Возможно, иначе и быть не могло. Если смотреть чисто с практической точки зрения — они были нужны друг другу. Это — во-первых. Майя после разговора с Каревой сразу же нацелилась на хор, а Рине нужна была певица, с которой она непременно победила бы на смотре. А во-вторых — уж очень они подходили друг другу. И одну что-то очень притягивало к другой.
В одной популярной песне поется, что дружба начинается с улыбки. Эта нехитрая мысль не лишена оснований. Безмолвная улыбка может сказать больше, чем набор всевозможных слов, она обладает особой магией — и вот эта магия и притягивает, А уж Майина улыбка равнодушной оставить не могла.
У Рины с Майей отношения сложились так, как это не всегда бывает между женщинами: они сблизились не только быстро, но и прочно. Это уже было проявление серьезности их натур. И немалую роль сыграл в этом Леня Сурис. Майя не очень удивилась, увидев их вместе. В институте ничего не стоит познакомиться — а Леня парень заметный, да и Рина тоже. А потом дружеские отношения Майи сложились уже с Сурисами — Леня и Рина поженились. И в этом тоже ничего удивительного не было, их любовь бросалась в глаза при первом же приближении, и не увидеть ее, несмотря на то что они никогда ее не подчеркивали, вели себя сдержанно, мог только слепой или закоренелый холостяк, иссушенный, как апельсиновая корка.
Познакомившись с Майей и приступив к репетициям, Рина сразу же обнаружила две вещи. Первое: Майя человек явно незаурядный, обладающий голосом, не похожим ни на один, слышанный ею когда-либо. Голос не сильный, не оперное меццо, но тем не менее с трогательной эстрадной интонацией, к тому же — «полетный». Что-то в ней было такое, что заставляло слушать, забыть все, когда она пела.
И — второе. С ней следовало работать.

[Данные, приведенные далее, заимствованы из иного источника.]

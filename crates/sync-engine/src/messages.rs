//! Status and notification texts.

use chrono::{TimeZone, Utc};
use sync_core::types::SignalResult;

/// `Processed N candles for SYMBOL (GRAN)`, plus the HTF count when HTF
/// candles exist.
pub fn processed_status(
    symbol: &str,
    granularity: &str,
    base_count: usize,
    htf: Option<(&str, usize, u32)>,
) -> String {
    let mut status = format!("Processed {} candles for {} ({})", base_count, symbol, granularity);
    if let Some((htf_granularity, htf_count, htf_limit)) = htf.filter(|(_, n, _)| *n > 0) {
        status.push_str(&format!(
            " and {} for {} (HTF limit: {})",
            htf_count, htf_granularity, htf_limit
        ));
    }
    status
}

/// Text of a real-time signal notification.
pub fn notification_text(
    symbol: &str,
    exchange: &str,
    granularity: &str,
    at_ms: i64,
    signal: &SignalResult,
    htf: Option<(&str, &SignalResult)>,
) -> String {
    let time = Utc
        .timestamp_millis_opt(at_ms)
        .single()
        .map(|t| t.format("%Y-%m-%d %H:%M:%S UTC").to_string())
        .unwrap_or_else(|| at_ms.to_string());
    let mut text = format!(
        "Signal for {} on {} ({}) at {}: {} ({})",
        symbol, exchange, granularity, time, signal.signal_type, signal.strength
    );
    if let Some((htf_granularity, htf_signal)) = htf {
        text.push_str(&format!(
            " | HTF ({}): {} ({})",
            htf_granularity, htf_signal.signal_type, htf_signal.strength
        ));
    }
    text
}

pub fn recalc_status(symbol: &str, granularity: &str, exchange: &str) -> String {
    format!(
        "Recalculation successful for {} ({}) on {}",
        symbol, granularity, exchange
    )
}

pub fn restored_status(kind: &str, symbol: &str, granularity: &str) -> String {
    format!("Restored {} data for {} ({})", kind, symbol, granularity)
}

/// Backtest polling keeps only the ticker moving, so the text says so.
pub fn polling_started_status(symbol: &str, granularity: &str, backtest: bool) -> String {
    if backtest {
        format!("Real-time ticker updates started for {} ({}), candles frozen", symbol, granularity)
    } else {
        format!("Real-time updates started for {} ({})", symbol, granularity)
    }
}

pub const POLLING_STOPPED_STATUS: &str = "Real-time updates stopped, all pending requests canceled";

pub const RESET_STATUS: &str = "Analysis reset successfully";

pub fn error_status(message: impl std::fmt::Display) -> String {
    format!("Error: {}", message)
}
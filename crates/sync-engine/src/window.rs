//! Fetch windows and signal marker positions.

/// A `[start, end)` fetch window in Unix milliseconds.
#[derive(Debug, Clone, Copy, PartialEq, Eq)]
pub struct FetchWindow {
    pub start: i64,
    pub end: i64,
}

fn ceil_to(now_ms: i64, step_ms: i64) -> i64 {
    if step_ms <= 0 {
        return now_ms;
    }
    let floor = now_ms.div_euclid(step_ms) * step_ms;
    if floor == now_ms {
        floor
    } else {
        floor + step_ms
    }
}

/// Base window of a fetch.
///
/// An explicit window is used as given. Otherwise the window ends one step
/// past the next period boundary and reaches back `limit` periods. Both
/// forms then extend the end by one period so the in-progress candle is
/// included.
pub fn base_window(
    explicit: Option<(i64, i64)>,
    granularity_ms: i64,
    limit: u32,
    now_ms: i64,
) -> FetchWindow {
    let (start, end) = explicit.unwrap_or_else(|| {
        let end = ceil_to(now_ms, granularity_ms) + granularity_ms;
        (end - granularity_ms * i64::from(limit), end)
    });
    FetchWindow {
        start,
        end: end + granularity_ms,
    }
}

/// HTF window: `htf_limit + 1` higher periods ending one step past the next
/// higher boundary.
pub fn htf_window(htf_ms: i64, htf_limit: u32, now_ms: i64) -> FetchWindow {
    let end = ceil_to(now_ms, htf_ms) + htf_ms;
    FetchWindow {
        start: end - htf_ms * (i64::from(htf_limit) + 1),
        end,
    }
}

/// Index of the candle a signal is anchored to, within all candles of a tier
/// (closed plus in-progress).
///
/// The newest closed candle normally; the in-progress candle when it was part
/// of the signal input. Short candidate lists fall back to their own last
/// index, and an empty tier yields -1.
pub fn marker_index(
    all_len: usize,
    has_in_progress: bool,
    with_latest: bool,
    candidates_len: usize,
) -> i64 {
    let all = all_len as i64;
    let idx = if with_latest || !has_in_progress {
        all - 1
    } else {
        all - 2
    };
    if idx < 0 || candidates_len < 2 {
        (candidates_len as i64 - 1).max(-1)
    } else {
        idx
    }
}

Дать элементарные понятия о музыкальной грамоте, о которой она имела самое смутное представление, распевать ее или, как говорят вокалисты, разогревать. И конечно,
работать над программами.Рина сразу же заметила, что Майя — не робкого десятка. И не боится сцены. Занятия с ней начались сразу же. Рина заметила еще одну ее особенность. Ведь как бывает — иному певцу предложат песню, и он соглашается, не подавая виду, что песня ему не нравится. Певец ее поет — не все же должно нравиться. Поет, потому что либо ему безразлично, что петь, либо петь нечего. Майя же спокойно могла отказаться от песни без тени сожаления, если ей она не ложилась на душу, и никаким уговорам не поддавалась. С этой чертой Майиного характера Рина познакомилась не сразу, она проявилась, как только началась совместная работа. Формула «педагог — ученик» или «руководитель хора — подчиненный (солист, хорист)» здесь проявлялась тонко, ее грань Рина преступать не хотела, понимая, что ее слово авторитетно для Майи. Дирижер оркестра или хора должен отличаться волей, ты же руководишь коллективом, а он не любит слабых, и характер Рины вполне подходил для этой профессии. Она умела добиваться своего, но, узнав эту особенность Майи, щадила ее. Да и сама Рина вскоре начала прекрасно разбираться в том, что Майя петь будет, а что — нет, вкусы у них совпадали, и настаивать Рине не приходилось. И Рина никогда не думала, что она, дескать, профессионал, музыкант, через два года поступит в консерваторию, а Майя — девчонка, которая только-только научилась читать ноты «по складам». Майя была не тем человеком, с которым нужно было соблюдать дистанцию. Рина в ней видела человека, бесспорно, неординарного, певческая природа к ней щедра, ей нужно немного помочь, и вполне возможно, что пение на эстраде станет ее профессией — это же на роду у нее написано!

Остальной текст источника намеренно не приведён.